- Interactive map of Oneida Number Three Tunnel

Overview
- Start: mines in East Union Township, Pennsylvania
- End: Tomhicken Creek in North Union Township, Schuylkill County, Pennsylvania

Operation
- Opened: 1930s

Technical
- Length: 7,000 feet (2,100 m)

= Oneida Number Three Tunnel =

The Oneida Number Three Tunnel (also known as the Oneida #3 Tunnel) is a mine tunnel in Schuylkill County, Pennsylvania, in the United States. It is one of five major mine tunnels in the watershed of Catawissa Creek. The tunnel discharges into Tomhicken Creek downstream of the mouth of Little Tomhicken Creek. The tunnel was constructed in the 1930s and a passive treatment system was installed at the site of the tunnel in 2009. The tunnel is more than a mile long.

==Hydrology==
The average discharge of the Oneida Number Three Tunnel is 3,820,000 gallons per day (approximately 2,653 gallons per minute). The tunnel is the largest discharge of acid mine drainage to Tomhicken Creek.

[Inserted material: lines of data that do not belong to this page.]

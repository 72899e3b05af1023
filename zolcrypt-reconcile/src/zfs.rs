//! The pool and dataset layer

use camino::Utf8PathBuf;
use zolcrypt_config::{Action, Volume, ZfsEntry};
use zolcrypt_host::{Command, Host, CRYPT_DIR};

use crate::{context::pool_path, Error, Layer, MountCache, Result, RunContext, Runner};

/// How the devices of a new pool are combined
#[derive(Debug, Clone, Copy, PartialEq, Eq)]
pub enum Topology {
    /// A single device
    Single,
    /// Two devices holding the same data
    Mirror,
    /// Three or more devices with single parity
    RaidZ,
}

impl Topology {
    /// The topology for a pool built from `count` devices, or `None` if there are none
    pub fn for_device_count(count: usize) -> Option<Self> {
        match count {
            0 => None,
            1 => Some(Topology::Single),
            2 => Some(Topology::Mirror),
            _ => Some(Topology::RaidZ),
        }
    }

    /// The vdev keyword given to `zpool create`
    pub fn keyword(&self) -> Option<&'static str> {
        match self {
            Topology::Single => None,
            Topology::Mirror => Some("mirror"),
            Topology::RaidZ => Some("raidz"),
        }
    }
}

/// The command, if any, that brings `pool` to the state of `action`
pub fn pool_plan(
    action: Action,
    pool: &str,
    present: bool,
    force: bool,
    devices: &[Utf8PathBuf],
) -> Result<Option<Command>> {
    Ok(match action {
        Action::Create if !present || force => {
            let topology = Topology::for_device_count(devices.len())
                .ok_or_else(|| Error::NoDevices { pool: pool.into() })?;
            Some(
                Command::new("zpool")
                    .args(["create", "-f", "-o", "ashift=12", pool])
                    .args(topology.keyword())
                    .args(devices.iter().map(|device| device.as_str())),
            )
        }
        Action::Open if !present => Some(
            Command::new("zpool")
                .args(["import", pool, "-d"])
                .arg(format!("{CRYPT_DIR}/")),
        ),
        Action::Close if present => Some(Command::new("zpool").args(["export", pool])),
        _ => None,
    })
}

fn dataset_exists<H: Host>(host: &H, mounts: &MountCache, volume: &Volume) -> bool {
    let path = volume.path();
    host.is_directory(&path) || mounts.is_bound(&path, &path)
}

/// Applies `action` to the pool and dataset of one entry, then binds the entry's tag
///
/// With no action, only the tag is bound. Closing uses this to make the tags available to the
/// mount layer before anything is unmounted.
pub fn apply<H: Host>(
    action: Option<Action>,
    entry: &ZfsEntry,
    ctx: &mut RunContext,
    runner: &mut Runner<H>,
) -> Result<()> {
    if let Some(action) = action {
        let pool = entry.volume.pool();
        let present = ctx.mounts.is_pool_present(pool);
        match pool_plan(action, pool, present, ctx.options().force, &ctx.devices)? {
            Some(command) => {
                runner.run(Layer::Zpool, action, command.into())?;
                match action {
                    Action::Create | Action::Open => {
                        let path = pool_path(pool);
                        ctx.mounts.bind(&path, &path);
                    }
                    Action::Close => ctx.mounts.release_pool(pool),
                }
            }
            None => tracing::debug!("Nothing to {action} for pool {pool}"),
        }

        if action == Action::Create && !dataset_exists(runner.host(), &ctx.mounts, &entry.volume) {
            let command = Command::new("zfs").args(["create", entry.volume.name()]);
            runner.run(Layer::Zfs, action, command.into())?;
            let path = entry.volume.path();
            ctx.mounts.bind(&path, &path);
        }
    }
    ctx.tags.bind(&entry.tag, entry.volume.path());
    tracing::trace!("Tags: {}", ctx.tags);
    Ok(())
}

#[cfg(test)]
mod tests {
    use super::*;

    fn devices(count: usize) -> Vec<Utf8PathBuf> {
        (1..=count)
            .map(|n| format!("/dev/zol_crypt/crypt-U{n}").into())
            .collect()
    }

    fn create_line(count: usize) -> Result<String> {
        let command = pool_plan(Action::Create, "tank", false, false, &devices(count))?;
        Ok(command.map(|c| c.to_string()).unwrap_or_default())
    }

    #[test]
    fn topology_by_count() {
        assert_eq!(Topology::for_device_count(0), None);
        assert_eq!(Topology::for_device_count(1), Some(Topology::Single));
        assert_eq!(Topology::for_device_count(2), Some(Topology::Mirror));
        assert_eq!(Topology::for_device_count(3), Some(Topology::RaidZ));
        assert_eq!(Topology::for_device_count(7), Some(Topology::RaidZ));
    }

    #[test]
    fn create_commands() -> Result<()> {
        assert_eq!(
            create_line(1)?,
            "zpool create -f -o ashift=12 tank /dev/zol_crypt/crypt-U1"
        );
        assert_eq!(
            create_line(2)?,
            "zpool create -f -o ashift=12 tank mirror /dev/zol_crypt/crypt-U1 /dev/zol_crypt/crypt-U2"
        );
        assert_eq!(
            create_line(3)?,
            "zpool create -f -o ashift=12 tank raidz \
             /dev/zol_crypt/crypt-U1 /dev/zol_crypt/crypt-U2 /dev/zol_crypt/crypt-U3"
        );
        Ok(())
    }

    #[test]
    fn create_without_devices() {
        assert!(matches!(
            pool_plan(Action::Create, "tank", false, false, &[]),
            Err(Error::NoDevices { pool }) if pool == "tank"
        ));
    }

    #[test]
    fn presence_decides() -> Result<()> {
        let devices = devices(1);
        assert_eq!(pool_plan(Action::Create, "tank", true, false, &devices)?, None);
        assert!(pool_plan(Action::Create, "tank", true, true, &devices)?.is_some());
        assert_eq!(
            pool_plan(Action::Open, "tank", false, false, &devices)?.map(|c| c.to_string()),
            Some("zpool import tank -d /dev/zol_crypt/".into())
        );
        assert_eq!(pool_plan(Action::Open, "tank", true, true, &devices)?, None);
        assert_eq!(
            pool_plan(Action::Close, "tank", true, false, &devices)?.map(|c| c.to_string()),
            Some("zpool export tank".into())
        );
        assert_eq!(pool_plan(Action::Close, "tank", false, false, &devices)?, None);
        Ok(())
    }

    #[test]
    fn no_devices_only_matters_when_creating() -> Result<()> {
        assert_eq!(pool_plan(Action::Create, "tank", true, false, &[])?, None);
        assert!(pool_plan(Action::Open, "tank", false, false, &[])?.is_some());
        Ok(())
    }
}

The pH of the water being discharged from the Oneida Number Three Tunnel ranges from 3.9 to 4.7. The average pH of the waters is 4.53. The concentration of acidity in the tunnel's waters is 17.35 milligrams per liter and the daily load of acidity is 552.8 lb. The acidity load requires an 89 percent reduction to meet its total maximum daily load requirements. The alkalinity concentration of its waters is 7.40 milligrams per liter and the load of alkalinity is 235.8 lb per day. The net concentration of acidity is 15.8 milligrams per liter.

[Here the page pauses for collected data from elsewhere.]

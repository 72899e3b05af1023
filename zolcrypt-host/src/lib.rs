//! Provides an abstract [`Host`] trait, together with a real ([`SystemHost`]) and an in-memory
//! ([`MemoryHost`]) implementation.
//!
//! A host answers questions about the current state of the machine (which mounts are active,
//! which device nodes exist, who owns a directory) and carries out [`Operation`]s. Everything
//! that changes the machine goes through [`Host::execute`].
#![warn(missing_docs)]

use camino::{Utf8Path, Utf8PathBuf};

mod error;
mod memory;
mod operation;
mod system;

pub use self::{
    error::{HostError, Result},
    memory::{MemoryHost, Pool},
    operation::{Command, Operation},
    system::SystemHost,
};

/// Directory holding the decrypted mapper devices
pub const MAPPER_DIR: &str = "/dev/mapper";
/// Directory holding raw block devices by UUID
pub const UUID_DIR: &str = "/dev/disk/by-uuid";
/// Directory of symlinks to opened mapper devices, from which pools are imported
pub const CRYPT_DIR: &str = "/dev/zol_crypt";
/// Directory whose entries are the principals (users) of the system
pub const PRINCIPAL_ROOT: &str = "/home";
/// The filesystem type whose mounts are probed
pub const POOL_FSTYPE: &str = "zfs";
/// The principal used when a template does not mention `{user}`
pub const ROOT_PRINCIPAL: &str = "root";

/// An active mount, where `source` is visible at `target`
#[derive(Debug, Clone, PartialEq, Eq)]
pub struct ActiveMount {
    /// The path (within the pool filesystem) being made visible
    pub source: Utf8PathBuf,
    /// The mount point
    pub target: Utf8PathBuf,
}

/// Access to the state of a machine and the means to change it
pub trait Host {
    /// Returns all active mounts of the [`POOL_FSTYPE`] filesystem type
    ///
    /// Having no such mounts is not an error.
    fn pool_mounts(&self) -> Result<Vec<ActiveMount>>;

    /// Returns the principals found under [`PRINCIPAL_ROOT`], sorted by name
    fn principals(&self) -> Result<Vec<String>>;

    /// Returns true if an account with the given name exists
    fn has_principal(&self, name: &str) -> bool;

    /// Returns true if the path exists (following symlinks)
    fn exists(&self, path: impl AsRef<Utf8Path>) -> bool;

    /// Returns true if the path is a directory (following symlinks)
    fn is_directory(&self, path: impl AsRef<Utf8Path>) -> bool;

    /// Returns the name of the account owning the path, if it exists
    fn owner(&self, path: impl AsRef<Utf8Path>) -> Option<String>;

    /// Carries out the operation, failing if it could not be completed
    fn execute(&mut self, operation: &Operation) -> Result<()>;
}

The concentration of iron in the discharge of the Oneida Number Three Tunnel is 0.18 milligrams per liter and the daily load is 5.7 lb. The iron load does not require any reduction to meet its total maximum daily load requirements. The manganese concentration is 0.59 milligrams per liter and the load of manganese is 18.8 lb per day. The manganese load requires a 79 percent reduction to meet its total maximum daily load requirements. The aluminum concentration is 1.59 milligrams per liter and the daily load of it is 50.7 lb. The aluminum load requires a 71 percent reduction to meet its total maximum daily load requirements.

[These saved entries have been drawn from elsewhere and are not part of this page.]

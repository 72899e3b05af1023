//! Configuration of a zolcrypt run: the requested [`Action`] and the [`ConfigFile`] that
//! declares the LUKS devices, ZFS datasets and bind mounts making up the storage stack.
//!
//! ```
//! use zolcrypt_config::{Action, ConfigFile};
//!
//! let config = ConfigFile::try_from(
//!     r#"
//!     LUKS = ["4a1c7e55-2b7d-4f3e-9c1e-0d6d0c2f8a11"]
//!
//!     [[ZFS]]
//!     tag = "home"
//!     volume = "tank/home"
//!
//!     [[Mount]]
//!     src = "{home}"
//!     dst = "/home/{user}"
//!     mkdirs = true
//!     "#,
//! )?;
//! assert_eq!(config.zfs[0].volume.pool(), "tank");
//! assert_eq!("close".parse::<Action>()?, Action::Close);
//! # Ok::<(), anyhow::Error>(())
//! ```
#![warn(missing_docs)]

mod action;
mod file;

pub use self::{
    action::{Action, UnsupportedActionError},
    file::{ConfigFile, LuksEntry, MountEntry, Volume, ZfsEntry},
};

==Description and geography==
The Oneida Number Three Tunnel discharges into Tomhicken Creek downstream of Little Tomhicken Creek. The tunnel is approximately 7000 ft long. The upper end of the tunnel is in mines in the South Green Mountain Coal Basin, which it drains part of. The tunnel runs roughly northwards until it reaches Tomhicken Creek. The tunnel is in East Union Township and North Union Township.

The Oneida Number Three Tunnel is in the Eastern Middle Anthracite Field. The tunnel is between Tomhicken Creek and a steep hill.

The total maximum daily load document for Catawissa Creek suggests reclaiming mined land in the Green Mountain Coal Basin to reduce the discharge of the Oneida Number Three Tunnel.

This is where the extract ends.